**Exercise input:**
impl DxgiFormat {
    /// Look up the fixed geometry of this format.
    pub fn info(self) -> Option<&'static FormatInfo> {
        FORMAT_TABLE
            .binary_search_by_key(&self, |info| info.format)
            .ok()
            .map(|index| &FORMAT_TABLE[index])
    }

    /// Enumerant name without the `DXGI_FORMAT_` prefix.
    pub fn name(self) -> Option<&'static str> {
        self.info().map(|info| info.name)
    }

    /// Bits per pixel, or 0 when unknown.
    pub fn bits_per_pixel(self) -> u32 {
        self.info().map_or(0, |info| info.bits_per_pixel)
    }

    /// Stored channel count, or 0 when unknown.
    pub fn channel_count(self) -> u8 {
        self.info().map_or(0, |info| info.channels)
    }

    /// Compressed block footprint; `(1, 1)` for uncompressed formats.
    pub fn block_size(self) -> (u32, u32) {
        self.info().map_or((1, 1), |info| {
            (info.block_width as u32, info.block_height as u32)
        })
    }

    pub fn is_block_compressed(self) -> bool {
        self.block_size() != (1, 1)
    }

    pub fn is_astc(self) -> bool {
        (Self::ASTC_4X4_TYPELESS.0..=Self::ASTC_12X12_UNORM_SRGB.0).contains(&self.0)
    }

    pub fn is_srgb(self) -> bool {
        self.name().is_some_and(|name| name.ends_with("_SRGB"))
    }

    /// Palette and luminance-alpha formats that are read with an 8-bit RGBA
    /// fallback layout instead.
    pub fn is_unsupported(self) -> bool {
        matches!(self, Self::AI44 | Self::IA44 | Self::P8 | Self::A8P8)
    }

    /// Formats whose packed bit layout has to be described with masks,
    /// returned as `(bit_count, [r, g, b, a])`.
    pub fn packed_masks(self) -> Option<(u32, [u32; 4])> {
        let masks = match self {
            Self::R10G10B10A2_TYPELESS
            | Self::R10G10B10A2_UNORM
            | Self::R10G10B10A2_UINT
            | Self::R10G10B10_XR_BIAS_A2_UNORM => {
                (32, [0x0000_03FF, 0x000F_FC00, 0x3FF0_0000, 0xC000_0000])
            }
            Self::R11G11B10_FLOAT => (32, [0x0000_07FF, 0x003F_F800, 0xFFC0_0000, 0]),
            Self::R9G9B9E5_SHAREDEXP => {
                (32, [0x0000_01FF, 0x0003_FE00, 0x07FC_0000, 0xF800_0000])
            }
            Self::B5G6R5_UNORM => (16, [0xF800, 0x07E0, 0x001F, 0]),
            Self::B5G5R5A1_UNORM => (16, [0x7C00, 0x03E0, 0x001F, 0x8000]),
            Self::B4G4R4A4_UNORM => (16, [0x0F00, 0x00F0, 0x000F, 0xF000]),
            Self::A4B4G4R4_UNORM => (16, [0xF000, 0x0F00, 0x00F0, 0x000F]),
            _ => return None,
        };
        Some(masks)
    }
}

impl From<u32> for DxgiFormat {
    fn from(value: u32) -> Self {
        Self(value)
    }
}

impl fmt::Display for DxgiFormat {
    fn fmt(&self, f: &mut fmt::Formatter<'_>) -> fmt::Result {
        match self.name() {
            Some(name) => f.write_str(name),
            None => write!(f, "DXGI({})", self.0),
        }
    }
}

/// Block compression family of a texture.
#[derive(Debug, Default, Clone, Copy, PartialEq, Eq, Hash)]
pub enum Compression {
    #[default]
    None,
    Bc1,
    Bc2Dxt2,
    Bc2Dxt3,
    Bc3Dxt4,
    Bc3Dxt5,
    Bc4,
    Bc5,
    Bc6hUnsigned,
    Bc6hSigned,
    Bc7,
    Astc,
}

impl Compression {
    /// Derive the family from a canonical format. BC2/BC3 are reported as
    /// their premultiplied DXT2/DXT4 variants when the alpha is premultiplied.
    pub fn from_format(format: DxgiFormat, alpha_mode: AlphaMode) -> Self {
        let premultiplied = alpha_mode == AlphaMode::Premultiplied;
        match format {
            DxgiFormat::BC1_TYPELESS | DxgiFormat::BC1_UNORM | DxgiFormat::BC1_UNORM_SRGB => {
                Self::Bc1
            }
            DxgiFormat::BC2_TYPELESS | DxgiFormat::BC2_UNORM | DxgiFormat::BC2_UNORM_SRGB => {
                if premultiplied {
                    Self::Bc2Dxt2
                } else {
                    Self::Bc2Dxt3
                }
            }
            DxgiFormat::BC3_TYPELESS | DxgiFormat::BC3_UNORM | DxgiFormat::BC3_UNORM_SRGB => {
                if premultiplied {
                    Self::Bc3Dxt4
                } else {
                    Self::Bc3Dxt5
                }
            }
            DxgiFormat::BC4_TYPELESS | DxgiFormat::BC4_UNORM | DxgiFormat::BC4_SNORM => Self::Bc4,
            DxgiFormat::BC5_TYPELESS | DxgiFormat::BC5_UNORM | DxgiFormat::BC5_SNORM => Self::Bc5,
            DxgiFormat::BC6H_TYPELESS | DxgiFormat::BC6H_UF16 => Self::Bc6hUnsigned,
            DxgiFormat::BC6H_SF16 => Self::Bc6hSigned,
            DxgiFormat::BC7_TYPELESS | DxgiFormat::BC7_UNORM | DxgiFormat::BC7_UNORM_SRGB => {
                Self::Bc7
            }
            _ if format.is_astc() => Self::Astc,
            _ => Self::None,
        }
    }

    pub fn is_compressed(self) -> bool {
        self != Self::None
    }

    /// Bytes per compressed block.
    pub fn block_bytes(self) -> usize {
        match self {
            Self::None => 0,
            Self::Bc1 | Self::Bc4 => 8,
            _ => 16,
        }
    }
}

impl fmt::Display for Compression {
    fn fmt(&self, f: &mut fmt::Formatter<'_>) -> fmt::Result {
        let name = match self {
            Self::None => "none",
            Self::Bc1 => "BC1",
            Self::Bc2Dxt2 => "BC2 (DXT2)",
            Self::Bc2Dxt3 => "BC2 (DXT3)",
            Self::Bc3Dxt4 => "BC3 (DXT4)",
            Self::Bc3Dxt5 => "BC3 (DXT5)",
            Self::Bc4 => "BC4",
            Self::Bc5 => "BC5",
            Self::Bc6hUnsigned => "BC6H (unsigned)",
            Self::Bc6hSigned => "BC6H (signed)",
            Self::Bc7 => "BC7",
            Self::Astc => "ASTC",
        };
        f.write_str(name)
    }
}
...
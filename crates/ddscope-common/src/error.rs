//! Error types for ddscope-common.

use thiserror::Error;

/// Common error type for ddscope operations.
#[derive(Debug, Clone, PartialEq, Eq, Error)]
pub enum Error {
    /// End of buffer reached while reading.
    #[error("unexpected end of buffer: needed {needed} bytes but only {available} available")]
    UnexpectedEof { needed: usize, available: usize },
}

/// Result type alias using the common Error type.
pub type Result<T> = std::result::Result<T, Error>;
--
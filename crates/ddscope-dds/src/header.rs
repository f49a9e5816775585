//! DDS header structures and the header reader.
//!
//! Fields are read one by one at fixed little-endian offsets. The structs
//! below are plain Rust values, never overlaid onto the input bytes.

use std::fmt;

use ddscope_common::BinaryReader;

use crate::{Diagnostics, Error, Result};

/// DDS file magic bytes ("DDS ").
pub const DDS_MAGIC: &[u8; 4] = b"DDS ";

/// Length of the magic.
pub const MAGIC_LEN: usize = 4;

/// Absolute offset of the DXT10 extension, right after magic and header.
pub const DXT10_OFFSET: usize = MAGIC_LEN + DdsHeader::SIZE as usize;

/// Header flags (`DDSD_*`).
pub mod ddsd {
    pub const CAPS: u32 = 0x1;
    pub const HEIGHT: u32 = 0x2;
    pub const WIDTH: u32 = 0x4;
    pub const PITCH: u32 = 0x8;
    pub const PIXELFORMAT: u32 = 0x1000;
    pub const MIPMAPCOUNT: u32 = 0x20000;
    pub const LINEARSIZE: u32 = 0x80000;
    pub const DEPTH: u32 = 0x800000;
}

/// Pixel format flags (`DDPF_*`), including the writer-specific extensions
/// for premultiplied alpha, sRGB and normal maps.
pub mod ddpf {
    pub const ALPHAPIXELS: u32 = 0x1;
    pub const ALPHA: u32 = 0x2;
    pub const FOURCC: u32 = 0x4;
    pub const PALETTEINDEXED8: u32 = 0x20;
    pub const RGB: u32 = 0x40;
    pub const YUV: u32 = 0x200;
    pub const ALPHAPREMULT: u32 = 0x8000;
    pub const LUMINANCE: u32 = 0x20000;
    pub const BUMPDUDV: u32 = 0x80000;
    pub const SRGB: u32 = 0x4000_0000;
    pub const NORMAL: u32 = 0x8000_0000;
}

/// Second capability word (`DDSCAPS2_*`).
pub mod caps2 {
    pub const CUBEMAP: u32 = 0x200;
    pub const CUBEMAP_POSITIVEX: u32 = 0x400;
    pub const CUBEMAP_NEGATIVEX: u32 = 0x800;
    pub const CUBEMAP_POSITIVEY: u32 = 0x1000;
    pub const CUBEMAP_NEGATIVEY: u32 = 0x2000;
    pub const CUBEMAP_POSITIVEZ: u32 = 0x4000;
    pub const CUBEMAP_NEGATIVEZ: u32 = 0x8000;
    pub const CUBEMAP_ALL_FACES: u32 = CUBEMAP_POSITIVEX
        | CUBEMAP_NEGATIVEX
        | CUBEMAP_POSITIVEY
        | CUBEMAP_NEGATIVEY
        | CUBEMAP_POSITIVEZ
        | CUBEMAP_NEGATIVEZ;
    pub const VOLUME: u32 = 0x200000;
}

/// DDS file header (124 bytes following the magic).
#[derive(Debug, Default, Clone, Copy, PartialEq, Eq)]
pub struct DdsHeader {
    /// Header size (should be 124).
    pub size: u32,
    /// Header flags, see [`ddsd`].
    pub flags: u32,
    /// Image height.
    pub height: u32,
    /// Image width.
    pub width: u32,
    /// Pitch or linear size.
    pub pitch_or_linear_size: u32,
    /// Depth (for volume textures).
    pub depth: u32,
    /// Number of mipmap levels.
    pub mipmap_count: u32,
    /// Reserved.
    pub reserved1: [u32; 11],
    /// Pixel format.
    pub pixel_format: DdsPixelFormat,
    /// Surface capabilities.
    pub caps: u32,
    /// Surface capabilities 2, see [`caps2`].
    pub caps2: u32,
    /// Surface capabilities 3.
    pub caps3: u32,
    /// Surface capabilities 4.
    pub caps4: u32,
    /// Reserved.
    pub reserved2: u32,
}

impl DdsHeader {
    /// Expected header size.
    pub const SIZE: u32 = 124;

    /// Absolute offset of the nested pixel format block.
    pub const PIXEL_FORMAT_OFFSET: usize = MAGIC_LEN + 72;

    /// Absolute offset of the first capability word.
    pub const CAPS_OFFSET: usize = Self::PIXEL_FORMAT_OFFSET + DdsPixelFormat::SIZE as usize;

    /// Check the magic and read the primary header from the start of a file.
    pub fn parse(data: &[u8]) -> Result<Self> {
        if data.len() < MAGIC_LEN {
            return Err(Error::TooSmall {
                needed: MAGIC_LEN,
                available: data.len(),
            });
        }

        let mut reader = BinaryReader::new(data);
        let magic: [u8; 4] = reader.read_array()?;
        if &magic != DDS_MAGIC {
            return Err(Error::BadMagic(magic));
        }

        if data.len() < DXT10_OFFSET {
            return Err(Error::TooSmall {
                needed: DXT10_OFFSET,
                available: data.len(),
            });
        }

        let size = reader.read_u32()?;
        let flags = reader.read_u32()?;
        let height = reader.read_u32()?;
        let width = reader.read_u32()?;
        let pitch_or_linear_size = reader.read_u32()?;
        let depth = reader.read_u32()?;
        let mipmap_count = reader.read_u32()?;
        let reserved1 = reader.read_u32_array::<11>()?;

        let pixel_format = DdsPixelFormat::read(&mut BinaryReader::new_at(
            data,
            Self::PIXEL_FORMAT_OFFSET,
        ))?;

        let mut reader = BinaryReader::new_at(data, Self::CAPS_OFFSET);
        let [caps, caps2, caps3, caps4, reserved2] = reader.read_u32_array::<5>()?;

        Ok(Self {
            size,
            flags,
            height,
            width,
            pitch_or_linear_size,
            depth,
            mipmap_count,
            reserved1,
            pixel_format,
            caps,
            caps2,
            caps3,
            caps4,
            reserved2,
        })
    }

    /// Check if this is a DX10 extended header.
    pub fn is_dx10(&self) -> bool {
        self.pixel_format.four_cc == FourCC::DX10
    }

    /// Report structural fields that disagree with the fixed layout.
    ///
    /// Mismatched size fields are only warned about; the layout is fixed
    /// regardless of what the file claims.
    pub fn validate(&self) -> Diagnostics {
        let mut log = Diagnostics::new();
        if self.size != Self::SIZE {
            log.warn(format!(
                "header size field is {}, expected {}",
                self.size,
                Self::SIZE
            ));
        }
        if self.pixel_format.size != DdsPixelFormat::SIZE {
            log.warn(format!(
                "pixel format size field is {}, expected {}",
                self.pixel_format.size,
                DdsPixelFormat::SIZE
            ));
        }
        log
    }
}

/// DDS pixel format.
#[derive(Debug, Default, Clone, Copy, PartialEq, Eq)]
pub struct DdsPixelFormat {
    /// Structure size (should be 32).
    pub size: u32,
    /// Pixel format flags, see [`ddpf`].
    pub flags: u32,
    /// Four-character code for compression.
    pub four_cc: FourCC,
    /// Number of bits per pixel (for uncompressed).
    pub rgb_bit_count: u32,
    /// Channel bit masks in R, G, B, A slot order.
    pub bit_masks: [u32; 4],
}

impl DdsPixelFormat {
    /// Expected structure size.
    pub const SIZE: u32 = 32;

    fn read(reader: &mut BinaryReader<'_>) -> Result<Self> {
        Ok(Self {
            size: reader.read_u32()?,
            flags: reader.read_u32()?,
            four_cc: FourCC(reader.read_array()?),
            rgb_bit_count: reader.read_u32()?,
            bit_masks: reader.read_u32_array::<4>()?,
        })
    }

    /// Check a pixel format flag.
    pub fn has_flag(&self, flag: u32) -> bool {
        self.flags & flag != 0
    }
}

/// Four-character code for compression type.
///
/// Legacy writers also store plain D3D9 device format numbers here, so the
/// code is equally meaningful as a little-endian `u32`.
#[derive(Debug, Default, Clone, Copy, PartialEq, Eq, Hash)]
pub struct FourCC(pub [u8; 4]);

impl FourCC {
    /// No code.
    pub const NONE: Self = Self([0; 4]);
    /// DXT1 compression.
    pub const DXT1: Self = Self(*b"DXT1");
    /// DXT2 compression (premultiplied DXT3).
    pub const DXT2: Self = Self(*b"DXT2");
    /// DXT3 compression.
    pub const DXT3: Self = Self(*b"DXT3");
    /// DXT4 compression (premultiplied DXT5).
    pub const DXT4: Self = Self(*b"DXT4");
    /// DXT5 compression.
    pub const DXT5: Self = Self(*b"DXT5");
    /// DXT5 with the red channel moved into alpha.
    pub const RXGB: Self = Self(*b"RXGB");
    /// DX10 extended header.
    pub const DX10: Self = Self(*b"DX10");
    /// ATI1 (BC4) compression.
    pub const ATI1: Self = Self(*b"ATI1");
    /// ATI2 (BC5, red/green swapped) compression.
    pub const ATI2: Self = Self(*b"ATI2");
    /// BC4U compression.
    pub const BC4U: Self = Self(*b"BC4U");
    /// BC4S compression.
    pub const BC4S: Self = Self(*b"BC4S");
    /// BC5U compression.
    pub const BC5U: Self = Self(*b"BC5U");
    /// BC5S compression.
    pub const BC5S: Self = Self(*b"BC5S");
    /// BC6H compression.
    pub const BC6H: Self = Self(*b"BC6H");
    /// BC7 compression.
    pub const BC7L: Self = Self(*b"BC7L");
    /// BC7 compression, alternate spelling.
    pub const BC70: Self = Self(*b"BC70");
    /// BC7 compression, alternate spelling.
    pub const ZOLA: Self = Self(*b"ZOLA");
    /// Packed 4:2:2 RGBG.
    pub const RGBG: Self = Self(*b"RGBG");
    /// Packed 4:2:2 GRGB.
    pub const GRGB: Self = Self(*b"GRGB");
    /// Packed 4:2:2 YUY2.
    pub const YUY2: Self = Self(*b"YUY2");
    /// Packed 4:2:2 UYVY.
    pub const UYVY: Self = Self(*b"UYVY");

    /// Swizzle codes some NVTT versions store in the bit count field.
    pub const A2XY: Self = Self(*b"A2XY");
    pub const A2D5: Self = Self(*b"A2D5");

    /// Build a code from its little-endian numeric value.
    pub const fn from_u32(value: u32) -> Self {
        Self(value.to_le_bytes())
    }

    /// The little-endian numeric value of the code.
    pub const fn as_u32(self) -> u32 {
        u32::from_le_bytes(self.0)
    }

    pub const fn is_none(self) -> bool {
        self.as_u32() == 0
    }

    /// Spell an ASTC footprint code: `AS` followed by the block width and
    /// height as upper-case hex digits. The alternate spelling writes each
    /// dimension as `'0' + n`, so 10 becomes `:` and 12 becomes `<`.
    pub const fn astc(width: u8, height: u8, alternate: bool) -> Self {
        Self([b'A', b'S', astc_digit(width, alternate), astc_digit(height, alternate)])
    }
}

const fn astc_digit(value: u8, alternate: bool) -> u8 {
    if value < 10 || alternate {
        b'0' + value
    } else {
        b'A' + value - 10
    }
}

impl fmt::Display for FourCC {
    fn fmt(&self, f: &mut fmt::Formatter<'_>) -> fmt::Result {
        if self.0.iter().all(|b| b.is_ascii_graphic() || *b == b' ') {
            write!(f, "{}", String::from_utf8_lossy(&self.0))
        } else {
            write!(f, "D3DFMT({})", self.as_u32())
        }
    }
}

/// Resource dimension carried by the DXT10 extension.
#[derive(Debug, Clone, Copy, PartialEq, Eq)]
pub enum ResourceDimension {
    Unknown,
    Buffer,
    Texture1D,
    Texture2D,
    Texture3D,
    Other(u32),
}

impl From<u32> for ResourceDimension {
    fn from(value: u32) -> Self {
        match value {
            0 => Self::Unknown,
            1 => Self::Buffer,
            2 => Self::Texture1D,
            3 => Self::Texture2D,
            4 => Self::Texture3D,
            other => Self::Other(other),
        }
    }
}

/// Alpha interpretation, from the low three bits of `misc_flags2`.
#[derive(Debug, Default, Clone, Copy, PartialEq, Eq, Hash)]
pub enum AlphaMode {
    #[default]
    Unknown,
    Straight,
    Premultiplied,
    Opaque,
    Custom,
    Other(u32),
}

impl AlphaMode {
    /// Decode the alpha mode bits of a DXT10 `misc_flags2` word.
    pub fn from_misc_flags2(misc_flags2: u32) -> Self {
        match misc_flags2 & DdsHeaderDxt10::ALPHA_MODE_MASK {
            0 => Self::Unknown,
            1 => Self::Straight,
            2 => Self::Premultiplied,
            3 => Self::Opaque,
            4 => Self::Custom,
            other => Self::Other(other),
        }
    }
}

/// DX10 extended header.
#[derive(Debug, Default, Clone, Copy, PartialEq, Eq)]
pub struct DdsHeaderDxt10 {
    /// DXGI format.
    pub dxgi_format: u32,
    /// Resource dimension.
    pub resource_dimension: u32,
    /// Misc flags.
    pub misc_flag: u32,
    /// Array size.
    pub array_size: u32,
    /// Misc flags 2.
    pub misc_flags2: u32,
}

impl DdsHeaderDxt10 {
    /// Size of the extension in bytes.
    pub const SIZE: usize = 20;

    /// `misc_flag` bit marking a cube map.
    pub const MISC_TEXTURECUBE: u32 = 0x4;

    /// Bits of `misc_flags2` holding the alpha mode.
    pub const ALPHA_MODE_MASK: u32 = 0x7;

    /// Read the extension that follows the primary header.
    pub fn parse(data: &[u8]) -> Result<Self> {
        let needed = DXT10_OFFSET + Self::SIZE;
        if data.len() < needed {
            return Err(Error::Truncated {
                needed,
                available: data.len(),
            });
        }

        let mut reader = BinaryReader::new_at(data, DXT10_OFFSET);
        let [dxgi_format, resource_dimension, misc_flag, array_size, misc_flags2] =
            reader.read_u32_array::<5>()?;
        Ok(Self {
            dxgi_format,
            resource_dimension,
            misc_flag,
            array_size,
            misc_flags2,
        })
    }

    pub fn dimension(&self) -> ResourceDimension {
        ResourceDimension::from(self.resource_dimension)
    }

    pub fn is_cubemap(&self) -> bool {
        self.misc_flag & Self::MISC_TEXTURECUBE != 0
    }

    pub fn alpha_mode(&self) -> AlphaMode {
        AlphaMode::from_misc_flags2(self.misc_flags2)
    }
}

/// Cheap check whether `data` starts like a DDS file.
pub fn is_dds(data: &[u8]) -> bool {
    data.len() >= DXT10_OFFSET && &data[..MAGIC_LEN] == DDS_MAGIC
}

**Task requirements:**
Select and copy every line of the material that holds the string "layout".

**Solution for this exercise:**
    /// fallback layout instead.
    /// Formats whose packed bit layout has to be described with masks,
    /// Report structural fields that disagree with the fixed layout.
    /// Mismatched size fields are only warned about; the layout is fixed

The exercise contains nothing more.